Главный дом Петровской земледельческой Академии.
Парковый фасад. Фото 1920-х
Архитектурному фаустианству принадлежит старинный дом в усадьбе Глинки под Москвой – дом графа Брюса, колдуна и чернокнижника, старого русского Фауста. Смазанно-демонические маски в замках окон Петровской академии у Брюса превращаются в отъявленных чертей. Башня построена из дерева: сущий скворечник. Так что Глинки – тоже Скворешники. В Москве сей Фауст располагал для наблюдения за звездами надстройкой (вышкой) Сретенских ворот, иначе – Сухаревой башней. Глинки прослыли подмосковной Кунсткамерой; и петербургская Кунсткамера, барочный дом с башней обсерватории, не обошлась без Брюса.
А.К. Саврасов. Сухарева башня.
1872. Фрагмент.
Справа от башни – дом, в котором квартировали нечаевцы
Если «Бесы» – русский «Фауст», то Фауст здесь Ставрогин, «гражданин кантона Ури», хозяин Скворешников. Разные бесы и бесноватые в романе признают Ставрогина идейным папой, хотя идеи каждого различны. «Без вас я муха, идея в стклянке», – говорит ему сам Верховенский, русский Мефистофель. Бесы в романе словно вышли из головы Ставрогина, и даже может статься, что все события романа приключились в этой голове.
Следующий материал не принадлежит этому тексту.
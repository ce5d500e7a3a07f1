//! Customized unified error type.

use std::error;
use std::fmt;
use std::io;
use std::net;
use std::num;
use std::sync;

use crate::mailbox::TableId;

/// Customized error type for Parasync.
#[derive(Debug, PartialEq, Eq, Clone)]
pub enum ParasyncError {
    /// General failure. Foreign errors are converted into this.
    Msg(String),

    /// Invalid partition layout, or a key no server owns.
    Partition(String),

    /// Table (model) ID not registered where it was looked up.
    UnknownModel(TableId),

    /// Thread-ID pool exhausted, or an ID the mapper does not own.
    IdMap(String),

    /// Client table asked for with a value type other than the table's.
    ValueType {
        table: TableId,
        expected: &'static str,
        got: &'static str,
    },
}

impl ParasyncError {
    pub fn msg(msg: impl ToString) -> Self {
        ParasyncError::Msg(msg.to_string())
    }
}

impl fmt::Display for ParasyncError {
    fn fmt(&self, f: &mut fmt::Formatter) -> fmt::Result {
        match self {
            ParasyncError::Msg(msg) => write!(f, "{}", msg),
            ParasyncError::Partition(msg) => write!(f, "partition: {}", msg),
            ParasyncError::UnknownModel(id) => {
                write!(f, "unknown table {}", id)
            }
            ParasyncError::IdMap(msg) => write!(f, "id mapper: {}", msg),
            ParasyncError::ValueType {
                table,
                expected,
                got,
            } => write!(f, "table {} holds {}, not {}", table, expected, got),
        }
    }
}

impl error::Error for ParasyncError {}

// Helper macro for saving boiler-plate `impl From<X>`s for transparent
// conversion from various common error types to `ParasyncError`.
macro_rules! impl_from_error {
    ($error:ty) => {
        impl From<$error> for ParasyncError {
            fn from(e: $error) -> Self {
                // just store the source error's string representation
                ParasyncError::Msg(e.to_string())
            }
        }
    };
}

// Helper macro for saving boiler-plate `impl From<X<T>>`s for transparent
// conversion from various common generic error types to `ParasyncError`.
macro_rules! impl_from_error_generic {
    ($error:ty) => {
        impl<T> From<$error> for ParasyncError {
            fn from(e: $error) -> ParasyncError {
                ParasyncError::msg(e.to_string())
            }
        }
    };
}

impl_from_error!(io::Error);
impl_from_error!(num::ParseIntError);
impl_from_error!(num::ParseFloatError);
impl_from_error!(net::AddrParseError);
impl_from_error!(toml::ser::Error);
impl_from_error!(toml::de::Error);
impl_from_error!(rmp_serde::encode::Error);
impl_from_error!(rmp_serde::decode::Error);
impl_from_error!(tokio::sync::oneshot::error::RecvError);
impl_from_error!(tokio::sync::mpsc::error::TryRecvError);

impl_from_error_generic!(tokio::sync::mpsc::error::SendError<T>);
impl_from_error_generic!(sync::PoisonError<T>);
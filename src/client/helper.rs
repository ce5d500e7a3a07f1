//! Background thread paired with one worker: owns the worker's inbound
//! queue and fans replies out to the callback runner or the work assigner.

use std::sync::{Arc, Mutex};
use std::thread;

use crate::client::{AppBlocker, AssignerEvent, WorkAssigner};
use crate::mailbox::{Flag, Message, ThreadId};
use crate::utils::{ParasyncError, ThreadsafeQueue};

use tokio::sync::mpsc;

type AssignerInbox = Arc<Mutex<Option<mpsc::UnboundedSender<AssignerEvent>>>>;

/// Handle to a running helper thread.
pub struct WorkerHelperThread {
    /// My thread ID.
    id: ThreadId,

    /// Inbound queue; registered with the mailbox under the paired worker's
    /// ID while a task runs.
    queue: Arc<ThreadsafeQueue<Message>>,

    /// Inbox of the current worker's assigner, if any.
    assigner_inbox: AssignerInbox,

    /// Join handle of the helper thread.
    handle: Option<thread::JoinHandle<()>>,
}

impl WorkerHelperThread {
    /// Spawns the helper thread.
    pub fn new_and_setup(
        id: ThreadId,
        blocker: Arc<AppBlocker>,
    ) -> Result<Self, ParasyncError> {
        let queue = Arc::new(ThreadsafeQueue::new());
        let assigner_inbox: AssignerInbox = Arc::new(Mutex::new(None));

        let thread_queue = queue.clone();
        let thread_inbox = assigner_inbox.clone();
        let handle = thread::Builder::new()
            .name(format!("helper-{}", id))
            .spawn(move || {
                Self::helper_thread(id, thread_queue, blocker, thread_inbox)
            })?;

        Ok(WorkerHelperThread {
            id,
            queue,
            assigner_inbox,
            handle: Some(handle),
        })
    }

    pub fn id(&self) -> ThreadId {
        self.id
    }

    pub fn queue(&self) -> Arc<ThreadsafeQueue<Message>> {
        self.queue.clone()
    }

    /// Routes subsequent protocol messages to `assigner`.
    pub fn register_assigner(
        &self,
        assigner: &WorkAssigner,
    ) -> Result<(), ParasyncError> {
        *self.assigner_inbox.lock()? = Some(assigner.inbox());
        Ok(())
    }

    pub fn deregister_assigner(&self) -> Result<(), ParasyncError> {
        *self.assigner_inbox.lock()? = None;
        Ok(())
    }

    /// Pushes `Exit` into my queue and joins the thread.
    pub fn stop(&mut self) -> Result<(), ParasyncError> {
        if let Some(handle) = self.handle.take() {
            self.queue.push(Message::exit(self.id, self.id));
            if handle.join().is_err() {
                return logged_err!("helper {} panicked", self.id);
            }
        }
        Ok(())
    }

    /// Helper thread function.
    fn helper_thread(
        me: ThreadId,
        queue: Arc<ThreadsafeQueue<Message>>,
        blocker: Arc<AppBlocker>,
        assigner_inbox: AssignerInbox,
    ) {
        pf_debug!("helper thread {} spawned", me);

        loop {
            let msg = match queue.wait_and_pop() {
                Ok(msg) => msg,
                Err(e) => {
                    pf_error!("helper {} queue error: {}", me, e);
                    break;
                }
            };

            match msg.meta.flag {
                Flag::Exit => break,
                Flag::Get => {
                    let (app, model_id) = (msg.meta.recver, msg.meta.model_id);
                    if let Err(e) = blocker.add_response(app, model_id, &msg) {
                        pf_error!("helper {} reply handling: {}", me, e);
                    }
                }
                flag => {
                    let inbox = match assigner_inbox.lock() {
                        Ok(inbox) => inbox.clone(),
                        Err(e) => {
                            pf_error!("helper {} inbox poisoned: {}", me, e);
                            break;
                        }
                    };
                    match inbox {
                        Some(inbox) => {
                            if inbox.send(AssignerEvent::Peer(msg)).is_err() {
                                pf_debug!("helper {} assigner gone", me);
                            }
                        }
                        None => {
                            pf_debug!(
                                "helper {} has no assigner, dropping {:?}",
                                me,
                                flag
                            );
                        }
                    }
                }
            }
        }

        pf_debug!("helper thread {} exited", me);
    }
}

impl Drop for WorkerHelperThread {
    fn drop(&mut self) {
        let _ = self.stop();
    }
}
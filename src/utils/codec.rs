//! Fixed-width encoding of typed arrays carried inside messages.

use std::fmt;
use std::ops::AddAssign;

use crate::utils::ParasyncError;

use bytes::{BufMut, Bytes, BytesMut};

/// Explicit conversion between a slice of typed values and raw bytes.
pub trait Codec: Sized {
    /// Encoded width of one value in bytes.
    const WIDTH: usize;

    /// Encodes a slice of values into a contiguous buffer.
    fn encode(vals: &[Self]) -> Bytes;

    /// Decodes a buffer back into values. Fails if the buffer length is not
    /// a multiple of `WIDTH`.
    fn decode(buf: &[u8]) -> Result<Vec<Self>, ParasyncError>;
}

macro_rules! impl_codec_le {
    ($($ty:ty),+) => {
        $(
            impl Codec for $ty {
                const WIDTH: usize = std::mem::size_of::<$ty>();

                fn encode(vals: &[Self]) -> Bytes {
                    let mut buf =
                        BytesMut::with_capacity(vals.len() * Self::WIDTH);
                    for v in vals {
                        buf.put_slice(&v.to_le_bytes());
                    }
                    buf.freeze()
                }

                fn decode(buf: &[u8]) -> Result<Vec<Self>, ParasyncError> {
                    if buf.len() % Self::WIDTH != 0 {
                        return Err(ParasyncError::msg(format!(
                            "buffer length {} not a multiple of {} for {}",
                            buf.len(),
                            Self::WIDTH,
                            stringify!($ty)
                        )));
                    }
                    Ok(buf
                        .chunks_exact(Self::WIDTH)
                        .map(|chunk| {
                            let mut raw = [0u8; std::mem::size_of::<$ty>()];
                            raw.copy_from_slice(chunk);
                            <$ty>::from_le_bytes(raw)
                        })
                        .collect())
                }
            }
        )+
    };
}

impl_codec_le!(u32, u64, i32, i64, f32, f64);

/// Value type that a parameter table can hold.
pub trait Value:
    Codec
    + Copy
    + Default
    + AddAssign
    + PartialEq
    + fmt::Debug
    + Send
    + Sync
    + 'static
{
}

impl<T> Value for T where
    T: Codec
        + Copy
        + Default
        + AddAssign
        + PartialEq
        + fmt::Debug
        + Send
        + Sync
        + 'static
{
}
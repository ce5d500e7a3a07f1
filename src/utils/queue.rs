//! Blocking multi-producer multi-consumer queue used by every dispatch loop.

use std::sync::Mutex;

use crate::utils::ParasyncError;

use tokio::sync::mpsc;
use tokio::sync::mpsc::error::TryRecvError;

/// Thread-safe FIFO queue. Pushes never block; pops block the calling OS
/// thread until an item is available. Must not be popped from inside an
/// async context.
#[derive(Debug)]
pub struct ThreadsafeQueue<T> {
    tx: mpsc::UnboundedSender<T>,
    rx: Mutex<mpsc::UnboundedReceiver<T>>,
}

impl<T> ThreadsafeQueue<T> {
    /// Creates a new empty queue.
    pub fn new() -> Self {
        let (tx, rx) = mpsc::unbounded_channel();
        ThreadsafeQueue {
            tx,
            rx: Mutex::new(rx),
        }
    }

    /// Appends an item to the back of the queue.
    pub fn push(&self, item: T) {
        // the receiver lives in self, so the channel can never be closed
        let _ = self.tx.send(item);
    }

    /// Blocks until an item is available and pops it from the front.
    pub fn wait_and_pop(&self) -> Result<T, ParasyncError> {
        let mut rx = self.rx.lock()?;
        rx.blocking_recv()
            .ok_or(ParasyncError::msg("queue channel closed"))
    }

    /// Pops the front item if one is immediately available.
    pub fn try_pop(&self) -> Result<Option<T>, ParasyncError> {
        let mut rx = self.rx.lock()?;
        match rx.try_recv() {
            Ok(item) => Ok(Some(item)),
            Err(TryRecvError::Empty) => Ok(None),
            Err(e) => Err(e.into()),
        }
    }

    /// Number of items currently queued.
    pub fn len(&self) -> Result<usize, ParasyncError> {
        let rx = self.rx.lock()?;
        Ok(rx.len())
    }

    pub fn is_empty(&self) -> Result<bool, ParasyncError> {
        Ok(self.len()? == 0)
    }
}

impl<T> Default for ThreadsafeQueue<T> {
    fn default() -> Self {
        Self::new()
    }
}
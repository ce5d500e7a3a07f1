//! Bulk synchronous parallel model.

use crate::mailbox::{Message, TableId};
use crate::server::{ProgressTracker, Storage};
use crate::utils::ParasyncError;

/// Buffers Adds of the active superstep and Gets of workers already past
/// the barrier; flushes both once the last lagging worker clocks.
///
/// An Add from a worker whose clock is not the current min clock is
/// dropped rather than buffered.
pub struct BspModel {
    model_id: TableId,
    storage: Box<dyn Storage>,
    tracker: ProgressTracker,
    add_buffer: Vec<Message>,
    get_buffer: Vec<Message>,
}

impl BspModel {
    pub fn new(model_id: TableId, storage: Box<dyn Storage>) -> Self {
        BspModel {
            model_id,
            storage,
            tracker: ProgressTracker::new(),
            add_buffer: vec![],
            get_buffer: vec![],
        }
    }

    pub fn model_id(&self) -> TableId {
        self.model_id
    }

    pub fn tracker(&self) -> &ProgressTracker {
        &self.tracker
    }

    pub fn pending_adds(&self) -> usize {
        self.add_buffer.len()
    }

    pub fn pending_gets(&self) -> usize {
        self.get_buffer.len()
    }

    pub fn add(&mut self, msg: Message) -> Result<Vec<Message>, ParasyncError> {
        match self.tracker.progress(msg.meta.sender) {
            Some(p) if p == self.tracker.min_clock() => {
                self.add_buffer.push(msg);
            }
            Some(p) => {
                pf_debug!(
                    "table {} dropping late add from {} at clock {} (min {})",
                    self.model_id,
                    msg.meta.sender,
                    p,
                    self.tracker.min_clock()
                );
            }
            None => {
                pf_debug!(
                    "table {} dropping add from unknown {}",
                    self.model_id,
                    msg.meta.sender
                );
            }
        }
        Ok(vec![])
    }

    pub fn get(&mut self, msg: Message) -> Result<Vec<Message>, ParasyncError> {
        match self.tracker.progress(msg.meta.sender) {
            Some(p) if p > self.tracker.min_clock() => {
                self.get_buffer.push(msg);
                Ok(vec![])
            }
            _ => Ok(vec![self.storage.get(&msg)?]),
        }
    }

    pub fn clock(
        &mut self,
        msg: Message,
    ) -> Result<Vec<Message>, ParasyncError> {
        let sender = msg.meta.sender;
        if !self.tracker.contains(sender) {
            pf_debug!("table {} ignoring clock of {}", self.model_id, sender);
            return Ok(vec![]);
        }
        match self.tracker.advance_and_get_changed_min_clock(sender) {
            Some(min_clock) => {
                pf_trace!(
                    "table {} superstep done, min clock {}",
                    self.model_id,
                    min_clock
                );
                for add in self.add_buffer.drain(..) {
                    self.storage.add(&add)?;
                }
                self.get_buffer
                    .drain(..)
                    .map(|get| self.storage.get(&get))
                    .collect()
            }
            None => Ok(vec![]),
        }
    }

    pub fn reset_worker(
        &mut self,
        msg: Message,
    ) -> Result<Vec<Message>, ParasyncError> {
        let tids = super::reset_tids(&msg)?;
        self.tracker.init(&tids);
        self.add_buffer.clear();
        self.get_buffer.clear();
        Ok(vec![msg.reply(msg.meta.flag)])
    }
}
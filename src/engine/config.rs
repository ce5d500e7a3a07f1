//! Cluster membership and engine tunables.

use std::collections::HashMap;
use std::net::SocketAddr;

use crate::client::AssignerConfig;
use crate::mailbox::NodeId;
use crate::utils::ParasyncError;

use serde::{Deserialize, Serialize};

/// One node of the cluster.
#[derive(Debug, Clone, PartialEq, Eq, Serialize, Deserialize)]
pub struct NodeInfo {
    pub id: NodeId,
    /// Address the node listens on for peer links.
    pub addr: SocketAddr,
}

/// Static cluster membership as seen by one process.
#[derive(Debug, Clone, PartialEq, Eq, Serialize, Deserialize)]
pub struct ClusterConfig {
    /// My node ID.
    pub me: NodeId,
    pub nodes: Vec<NodeInfo>,
}

impl ClusterConfig {
    pub fn new(
        me: NodeId,
        nodes: Vec<NodeInfo>,
    ) -> Result<Self, ParasyncError> {
        let config = ClusterConfig { me, nodes };
        config.validate()?;
        Ok(config)
    }

    /// Single-node cluster that never opens sockets.
    pub fn single() -> Self {
        ClusterConfig {
            me: 0,
            nodes: vec![NodeInfo {
                id: 0,
                addr: SocketAddr::from(([127, 0, 0, 1], 0)),
            }],
        }
    }

    /// Parses a TOML document of the form:
    /// ```toml
    /// me = 0
    /// [[nodes]]
    /// id = 0
    /// addr = "10.0.0.1:52700"
    /// ```
    pub fn from_toml(config_str: &str) -> Result<Self, ParasyncError> {
        let config: ClusterConfig = toml::from_str(config_str)?;
        config.validate()?;
        Ok(config)
    }

    /// Node IDs must be unique and include `me`.
    pub fn validate(&self) -> Result<(), ParasyncError> {
        let mut ids: Vec<NodeId> = self.nodes.iter().map(|n| n.id).collect();
        ids.sort();
        if ids.windows(2).any(|w| w[0] == w[1]) {
            return logged_err!("duplicate node IDs in {:?}", ids);
        }
        if !ids.contains(&self.me) {
            return logged_err!("node {} not among cluster nodes", self.me);
        }
        Ok(())
    }

    /// All node IDs in ascending order.
    pub fn node_ids(&self) -> Vec<NodeId> {
        let mut ids: Vec<NodeId> = self.nodes.iter().map(|n| n.id).collect();
        ids.sort();
        ids
    }

    pub fn num_nodes(&self) -> usize {
        self.nodes.len()
    }

    pub fn my_addr(&self) -> Result<SocketAddr, ParasyncError> {
        self.nodes
            .iter()
            .find(|n| n.id == self.me)
            .map(|n| n.addr)
            .ok_or(ParasyncError::msg(format!("node {} not found", self.me)))
    }

    pub fn addrs(&self) -> HashMap<NodeId, SocketAddr> {
        self.nodes.iter().map(|n| (n.id, n.addr)).collect()
    }
}

/// Engine tunables, parsed from an optional TOML string.
#[derive(Debug, Clone, PartialEq)]
pub struct EngineConfig {
    /// Server threads per node.
    pub num_server_threads: u16,

    /// Helper threads per node; bounds concurrent workers per node.
    pub num_helper_threads: u16,

    /// Size of the per-node worker ID pool.
    pub max_workers_per_node: u16,

    /// Fraction of a pass after which progress is reported.
    pub checkpoint: f64,

    /// Minimum remaining fraction worth reassigning.
    pub min_reassign_ratio: f64,

    /// Progress lead above which help is offered.
    pub help_threshold: f64,

    /// Upper bound on pass-time measurement window.
    pub window_size: usize,
}

impl Default for EngineConfig {
    fn default() -> Self {
        EngineConfig {
            num_server_threads: 1,
            num_helper_threads: 8,
            max_workers_per_node: 64,
            checkpoint: 0.75,
            min_reassign_ratio: 0.05,
            help_threshold: 0.2,
            window_size: 100,
        }
    }
}

impl EngineConfig {
    /// Defaults overridden by the fields present in `config_str`.
    pub fn parse(config_str: Option<&str>) -> Result<Self, ParasyncError> {
        let config = parsed_config!(config_str => EngineConfig;
                                    num_server_threads, num_helper_threads,
                                    max_workers_per_node, checkpoint,
                                    min_reassign_ratio, help_threshold,
                                    window_size)?;
        config.validate()?;
        Ok(config)
    }

    pub fn validate(&self) -> Result<(), ParasyncError> {
        if self.num_server_threads == 0 {
            return logged_err!("invalid num_server_threads 0");
        }
        if self.num_helper_threads == 0 {
            return logged_err!("invalid num_helper_threads 0");
        }
        if self.max_workers_per_node < self.num_helper_threads {
            return logged_err!(
                "max_workers_per_node {} < num_helper_threads {}",
                self.max_workers_per_node,
                self.num_helper_threads
            );
        }
        for (name, val) in [
            ("checkpoint", self.checkpoint),
            ("min_reassign_ratio", self.min_reassign_ratio),
            ("help_threshold", self.help_threshold),
        ] {
            if val <= 0.0 || val >= 1.0 {
                return logged_err!("invalid {} {}", name, val);
            }
        }
        if self.window_size == 0 {
            return logged_err!("invalid window_size 0");
        }
        Ok(())
    }

    pub fn assigner_config(&self) -> AssignerConfig {
        AssignerConfig {
            checkpoint: self.checkpoint,
            min_reassign_ratio: self.min_reassign_ratio,
            help_threshold: self.help_threshold,
            window_size: self.window_size,
        }
    }
}
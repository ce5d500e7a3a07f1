//! Configuration struct parsing helper.

/// Composes a configuration struct from its default values, then overwrites
/// the listed fields by parsing the given TOML string if it's not `None`.
/// Returns `Ok(config)` on success, and `Err(ParasyncError)` on parser
/// failure or on any key that is not among the listed fields.
///
/// Example:
/// ```ignore
/// let config = parsed_config!(config_str => EngineConfig;
///                             num_server_threads, checkpoint)?;
/// ```
#[macro_export]
macro_rules! parsed_config {
    ($config_str:expr => $config_type:ty; $($field:ident),+) => {{
        let config_str: Option<&str> = $config_str;

        // closure helper for easier error returning
        let compose_config = || -> Result<$config_type, $crate::ParasyncError> {
            let mut config: $config_type = Default::default();
            let mut table = match config_str {
                None => return Ok(config),
                Some(s) => s.parse::<toml::Table>()?,
            };

            // traverse through all given field names
            $({
                // if field name found in table (and removed)
                if let Some(v) = table.remove(stringify!($field)) {
                    config.$field = v.try_into()?;
                }
            })+

            // anything left in the table was not expected
            if let Some(key) = table.keys().next() {
                return Err($crate::ParasyncError::msg(format!(
                    "invalid field name '{}' in config",
                    key,
                )));
            }

            Ok(config)
        };

        compose_config()
    }};
}

#[cfg(test)]
mod config_tests {
    use crate::utils::ParasyncError;

    #[derive(Debug, PartialEq)]
    struct TestConfig {
        threads: u16,
        name: String,
        ratio: f64,
    }

    impl Default for TestConfig {
        fn default() -> Self {
            TestConfig {
                threads: 7,
                name: "sgd".into(),
                ratio: 0.75,
            }
        }
    }

    #[test]
    fn parse_from_none() -> Result<(), ParasyncError> {
        let config = parsed_config!(None => TestConfig; threads, name, ratio)?;
        let ref_config: TestConfig = Default::default();
        assert_eq!(config, ref_config);
        Ok(())
    }

    #[test]
    fn parse_from_partial() -> Result<(), ParasyncError> {
        let config_str = Some("name = 'lasso'\nratio = 0.5");
        let config = parsed_config!(config_str => TestConfig; name, ratio)?;
        let ref_config = TestConfig {
            threads: 7,
            name: "lasso".into(),
            ratio: 0.5,
        };
        assert_eq!(config, ref_config);
        Ok(())
    }

    #[test]
    fn parse_invalid_field() {
        let config_str = Some("xyz = 999");
        assert!(parsed_config!(config_str => TestConfig; threads).is_err());
    }

    #[test]
    fn parse_wrong_type() {
        let config_str = Some("threads = 'many'");
        assert!(parsed_config!(config_str => TestConfig; threads).is_err());
    }
}
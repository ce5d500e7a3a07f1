//! Per-node driver: owns the mailbox, the server and helper thread pools,
//! the table registry, and runs training tasks across the cluster.

mod config;
mod idmap;
mod task;

use std::any::TypeId;
use std::collections::HashMap;
use std::panic::{self, AssertUnwindSafe};
use std::sync::Arc;
use std::thread;

use crate::client::{
    AppBlocker, DataRange, PartitionManager, WorkAssigner, WorkerHelperThread,
};
use crate::mailbox::{Flag, Mailbox, Message, NodeId, TableId, ThreadId};
use crate::server::{ModelType, ServerThread, StorageType};
use crate::utils::{Codec, ParasyncError, ThreadsafeQueue, Value, ME};

pub use config::{ClusterConfig, EngineConfig, NodeInfo};
pub use idmap::IdMapper;
pub use task::{
    Info, MlTask, TableHandle, TaskLambda, WorkerAlloc, WorkerId, WorkerSpec,
};

/// Driver of one node. Every node of a cluster runs the same sequence of
/// engine calls; `start_everything`, `run` and `stop_everything` contain
/// cluster-wide barriers.
pub struct Engine {
    cluster: ClusterConfig,
    config: EngineConfig,
    mailbox: Mailbox,
    id_mapper: IdMapper,

    /// Callback runner shared by helpers and client tables.
    blocker: Arc<AppBlocker>,

    servers: HashMap<ThreadId, ServerThread>,
    helpers: HashMap<ThreadId, WorkerHelperThread>,

    tables: HashMap<TableId, TableHandle>,
    next_table_id: TableId,

    /// Inbound queue of my driver thread ID.
    driver_queue: Arc<ThreadsafeQueue<Message>>,

    /// Barrier arrivals seen per epoch, including early ones.
    barrier_arrivals: HashMap<u64, usize>,
    barrier_epoch: u64,

    /// Reset acknowledgements not yet consumed.
    reset_acks: usize,

    started: bool,
}
//! Helper utilities, functions, and macros.

#[macro_use]
mod print;

#[macro_use]
mod config;

mod error;
mod queue;
mod codec;

pub use error::ParasyncError;
pub use print::{log_tag, logger_init, ME};
pub use queue::ThreadsafeQueue;
pub use codec::{Codec, Value};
Ставрогин, вероятно, отдал душу до начала книги и ходит мертвецом. Видно, что Верховенский не имеет власти над Ставрогиным. Он Мефистофель какого-то другого Фауста.
Фауст есть тот, кто жертвует душеспасением для тайнознания. Поиск Ставрогина, русского Фауста, не в звездах или натуральных элементах, а в самом падении. Он испытатель бездны, прежде всего собственной. Он ставит опыты расчеловечивания. В Ставрогине увиден или предвиден Фауст Новейшего времени, препаратор себя, искатель пробиваемого дна. Предвиден век, даже века, их тиража. Век мелких Фаустов, строящихся фалангами для крупных неприятностей.
Башня над домом Академии теперь опознается как светелка выше чердака (светелкой можно называть, по Далю, вышку), где гражданин кантона Ури найден в петле на последней странице романа.
«Народная расправа» состояла главным образом из слушателей Академии. Уставно разночинная, «Петровка» с самого начала своего существования, шестидесятых годов, была гнездом социализма, нигилизма, революции. Полвека здесь митинговали, конспирировались, хоронили типографии, отсюда посылали что-то на могилу Маркса, обыски бывали даже у профессоров, и в ходе обысков, бывало, загоралось.
Нечаевское дело оказалось кульминацией этого способа существования, но кульминацией, приближенной к началу действа: ноябрь 1869 года, – так что дальнейшее стало лишь нескончаемой развязкой.
Атмосфера Академии была, конечно, петербургской: это в Петербурге от малости истории, растущей от желания ее иметь, размножились бомбисты и мятежники и воцарилась смерть.
Полное имя Академии – оксюморон такой же, как ее архитектурный образ. Здесь даже два оксюморона, оба достоевские.
Так, в имени Петровской земледельческой заложен важный Достоевскому конфликт земли и камня, камня мертвого. Камни в романе «Бесы» падают не с душ, а на души. Камни привязывает Верховенский к трупу Шатова, чтобы не всплыл. В названии Петровской земледельческой заложены возможность революции и невозможность земледелия: булыжник не его орудие.
А в имени «Петровская лесная» наглядна оппозиция камня и дерева, традиционно, чтобы не сказать банально, означающая оппозицию русских столиц. «Мы пустим пожары», – обещает Верховенский и продолжает: – «И взволнуется море, и рухнет балаган, и тогда подумаем, как бы поставить строение каменное… В первый раз! Строить мы будем, мы, одни мы!»
Достоевская метафизика яснеет в метафизике Петровского, этой модели Петербурга. «Строение каменное», которое Петр Верховенский думает ставить «в первый раз», соотносимо с мыслью Петербурга о себе – и о Москве как деревянной.
Сама Москва давно помыслила себя иначе. Как замечает Михаил Одесский, в древних текстах образ каменного града и первого из каменных кремлей, московского, отождествлялся с именем Петра-митрополита. Москва есть первый русский град Петров.